NEW YORK — “One of the great things about my job is sometimes I get to play in the dirt. I like to play in the dirt, because I know that afterwards, something great is going to be built.”
This story first appeared in the October 21, 2002 issue of WWD. Subscribe Today.
Those were Manhattan Borough President C. Virginia Fields’ words Thursday at the Fashion Institute of Technology, where a gaggle of industry notables and New York officials donned hard hats and picked up shovels to mark the groundbreaking of the school’s first major construction project since 1975.
“We are very short of space, and what this will allow us to do is to satisfy some of that need,” said FIT president Joyce Brown, who noted that according to State University of New York standards, FIT needs an additional 258,000 square feet of classroom and facility space for its 11,000 students.
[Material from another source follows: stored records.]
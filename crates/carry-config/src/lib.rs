//! `carry.toml` configuration and tracing setup.

use std::path::{Path, PathBuf};
use std::sync::{Once, OnceLock};

use carry_refactor::{FieldVisibility, MoveOptions};
use parking_lot::ReentrantMutex;
use serde::{Deserialize, Serialize};
use thiserror::Error;
use tracing_subscriber::layer::SubscriberExt;
use tracing_subscriber::Layer;

/// Environment variable naming an explicit config file.
pub const CARRY_CONFIG_ENV_VAR: &str = "CARRY_CONFIG_PATH";

/// File names searched for in the workspace root, in order.
pub const CONFIG_FILE_NAMES: [&str; 2] = ["carry.toml", ".carry.toml"];

#[derive(Debug, Clone, Default, PartialEq, Eq, Serialize, Deserialize)]
pub struct CarryConfig {
    #[serde(default)]
    pub logging: LoggingConfig,
    #[serde(default)]
    pub refactor: RefactorConfig,
}

#[derive(Debug, Clone, PartialEq, Eq, Serialize, Deserialize)]
pub struct LoggingConfig {
    /// A level (`info`, `debug`, ...) or a full `EnvFilter` directive string.
    #[serde(default = "LoggingConfig::default_level")]
    pub level: String,

    /// Emit logs as JSON lines.
    #[serde(default)]
    pub json: bool,
}

impl LoggingConfig {
    fn default_level() -> String {
        "info".to_owned()
    }

    fn normalize_level_directives(input: &str) -> String {
        let trimmed = input.trim();
        if trimmed.is_empty() {
            return Self::default_level();
        }
        match trimmed.to_ascii_lowercase().as_str() {
            "trace" => "trace".to_owned(),
            "debug" => "debug".to_owned(),
            "info" => "info".to_owned(),
            "warn" | "warning" => "warn".to_owned(),
            "error" => "error".to_owned(),
            "off" | "none" => "off".to_owned(),
            _ => trimmed.to_owned(),
        }
    }

    fn config_env_filter(&self) -> tracing_subscriber::EnvFilter {
        let directives = Self::normalize_level_directives(&self.level);
        tracing_subscriber::EnvFilter::try_new(directives).unwrap_or_else(|_| {
            tracing_subscriber::EnvFilter::default()
                .add_directive(tracing_subscriber::filter::LevelFilter::INFO.into())
        })
    }

    /// The effective filter: the configured level with `RUST_LOG` merged on top.
    pub fn env_filter(&self) -> tracing_subscriber::EnvFilter {
        let env_directives = std::env::var("RUST_LOG")
            .ok()
            .map(|value| value.trim().to_owned())
            .filter(|value| !value.is_empty());
        let config_directives = Self::normalize_level_directives(&self.level);

        match env_directives {
            Some(env_directives) => {
                let combined = format!("{config_directives},{env_directives}");
                tracing_subscriber::EnvFilter::try_new(combined)
                    .or_else(|_| tracing_subscriber::EnvFilter::try_new(env_directives))
                    .unwrap_or_else(|_| self.config_env_filter())
            }
            None => self.config_env_filter(),
        }
    }
}

impl Default for LoggingConfig {
    fn default() -> Self {
        Self {
            level: Self::default_level(),
            json: false,
        }
    }
}

#[derive(Debug, Clone, PartialEq, Eq, Serialize, Deserialize)]
pub struct RefactorConfig {
    /// Modifiers of fields the refactoring injects.
    #[serde(default)]
    pub field_visibility: FieldVisibility,

    /// Drop imports a move leaves unused in the source and target files.
    #[serde(default = "default_true")]
    pub normalize_imports: bool,

    /// Drop fields a move leaves without references.
    #[serde(default = "default_true")]
    pub collect_unused_fields: bool,
}

impl RefactorConfig {
    pub fn move_options(&self) -> MoveOptions {
        MoveOptions {
            normalize_imports: self.normalize_imports,
            collect_unused_fields: self.collect_unused_fields,
        }
    }
}

impl Default for RefactorConfig {
    fn default() -> Self {
        Self {
            field_visibility: FieldVisibility::default(),
            normalize_imports: true,
            collect_unused_fields: true,
        }
    }
}

fn default_true() -> bool {
    true
}

#[derive(Debug, Error)]
pub enum ConfigError {
    #[error("failed to read config file {path}: {source}")]
    Io {
        path: String,
        #[source]
        source: std::io::Error,
    },
    #[error("failed to parse toml config: {0}")]
    Toml(String),
}

impl From<toml::de::Error> for ConfigError {
    fn from(err: toml::de::Error) -> Self {
        // The default `Display` quotes the offending source line; keep only the message.
        ConfigError::Toml(err.message().to_owned())
    }
}

impl CarryConfig {
    pub fn load_from_path(path: impl AsRef<Path>) -> Result<Self, ConfigError> {
        Self::load_from_path_with_unknown_keys(path).map(|(config, _)| config)
    }

    /// Like [`CarryConfig::load_from_path`], also returning the dotted paths of keys the
    /// schema does not know.
    pub fn load_from_path_with_unknown_keys(
        path: impl AsRef<Path>,
    ) -> Result<(Self, Vec<String>), ConfigError> {
        let path = path.as_ref();
        let text = std::fs::read_to_string(path).map_err(|source| ConfigError::Io {
            path: path.display().to_string(),
            source,
        })?;
        Self::load_from_str_with_unknown_keys(&text)
    }

    pub fn load_from_str_with_unknown_keys(
        text: &str,
    ) -> Result<(Self, Vec<String>), ConfigError> {
        let mut unknown = Vec::<String>::new();
        let deserializer = toml::de::Deserializer::new(text);
        let config = serde_ignored::deserialize(deserializer, |path| {
            unknown.push(path.to_string().trim_start_matches('.').to_owned());
        })?;
        unknown.sort();
        unknown.dedup();
        Ok((config, unknown))
    }
}

static CONFIG_ENV_LOCK: OnceLock<ReentrantMutex<()>> = OnceLock::new();

fn config_env_lock() -> &'static ReentrantMutex<()> {
    CONFIG_ENV_LOCK.get_or_init(|| ReentrantMutex::new(()))
}

/// Serializes access to [`CARRY_CONFIG_ENV_VAR`] with config discovery.
///
/// Environment variables are process-global; tests that set the variable should do so inside
/// this lock.
pub fn with_config_env_lock<R>(f: impl FnOnce() -> R) -> R {
    let _guard = config_env_lock().lock();
    f()
}

/// Finds the config file for a workspace root.
///
/// [`CARRY_CONFIG_ENV_VAR`] wins (absolute or relative to `workspace_root`); otherwise the first
/// of [`CONFIG_FILE_NAMES`] present in `workspace_root`.
pub fn discover_config_path(workspace_root: &Path) -> Option<PathBuf> {
    let _guard = config_env_lock().lock();
    if let Some(value) = std::env::var_os(CARRY_CONFIG_ENV_VAR) {
        let candidate = PathBuf::from(value);
        let path = if candidate.is_absolute() {
            candidate
        } else {
            workspace_root.join(candidate)
        };
        return Some(path.canonicalize().unwrap_or(path));
    }

    CONFIG_FILE_NAMES
        .into_iter()
        .map(|name| workspace_root.join(name))
        .find(|path| path.is_file())
        .map(|path| path.canonicalize().unwrap_or(path))
}

/// Loads the configuration for a workspace root.
///
/// Without a config file this is [`CarryConfig::default`] and `None`.
pub fn load_for_workspace(
    workspace_root: &Path,
) -> Result<(CarryConfig, Option<PathBuf>), ConfigError> {
    let Some(path) = discover_config_path(workspace_root) else {
        return Ok((CarryConfig::default(), None));
    };
    let config = CarryConfig::load_from_path(&path)?;
    Ok((config, Some(path)))
}

static TRACING_INIT: Once = Once::new();

/// Installs the global subscriber. Only the first call in a process has an effect.
pub fn init_tracing(logging: &LoggingConfig) {
    TRACING_INIT.call_once(|| {
        let filter = logging.env_filter();
        let layer: Box<dyn Layer<_> + Send + Sync> = if logging.json {
            tracing_subscriber::fmt::layer()
                .json()
                .with_writer(std::io::stderr)
                .with_ansi(false)
                .boxed()
        } else {
            tracing_subscriber::fmt::layer()
                .with_writer(std::io::stderr)
                .with_ansi(false)
                .boxed()
        };
        let subscriber = tracing_subscriber::registry().with(filter).with(layer);
        if tracing::subscriber::set_global_default(subscriber).is_ok() {
            tracing::debug!(
                target: "carry.config",
                level = %logging.level,
                json = logging.json,
                "tracing initialized"
            );
        }
    });
}

#[cfg(test)]
mod tests {
    use super::*;
    use pretty_assertions::assert_eq;

    #[test]
    fn level_synonyms_normalize() {
        assert_eq!(LoggingConfig::normalize_level_directives(" WARNING "), "warn");
        assert_eq!(LoggingConfig::normalize_level_directives(""), "info");
        assert_eq!(
            LoggingConfig::normalize_level_directives("carry.refactor=debug"),
            "carry.refactor=debug"
        );
    }

    #[test]
    fn empty_documents_yield_defaults() {
        let (config, unknown) = CarryConfig::load_from_str_with_unknown_keys("").unwrap();
        assert_eq!(config, CarryConfig::default());
        assert!(unknown.is_empty());
        assert_eq!(config.refactor.move_options(), MoveOptions::default());
    }
}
FIT is constructing two new buildings on the block between Seventh and Eighth Avenues and West 27th and 28th Streets. The $19 million project will add 300,000 square feet of new space.
One of the buildings, the East Courtyard Conference Center, is to include a great hall, rooftop garden and industry training center. The other, the West Courtyard Food Pavilion, will include a 550-seat cafeteria and a bookstore. The new dining hall will free up space on the fifth and sixth floors of the David Dubinsky Student Center, which will be renovated into classrooms and laboratories.
The buildings will occupy open space between the Fred P. Pomerantz Art and Design Center and the Dubinsky center. About 400,000 square feet of existing space will be renovated. The work is to be completed by December 2003.
A second phase of the university’s expansion plan calls for the addition of a six-story building on West 28th Street.
Leslie Fay Co. chairman John Pomerantz, who also serves as chairman of FIT’s Educational Foundation for the Fashion Industries, showed up sporting a professorial cardigan and blazer. He said he was pleased to see the university, of which his father, Fred, was an early benefactor, expanding.
“There’s a lot of great things this school does for New York,” he said.
State Sen. Tom Duane, a Democrat who represents Manhattan neighborhoods around FIT, said the school plays a key role in developing one of New York’s major industries.
Duane said: “I hope we are able not only to maintain the garment industry here in New York City, but also to expand it because it is one of the wonderful pieces of New York.”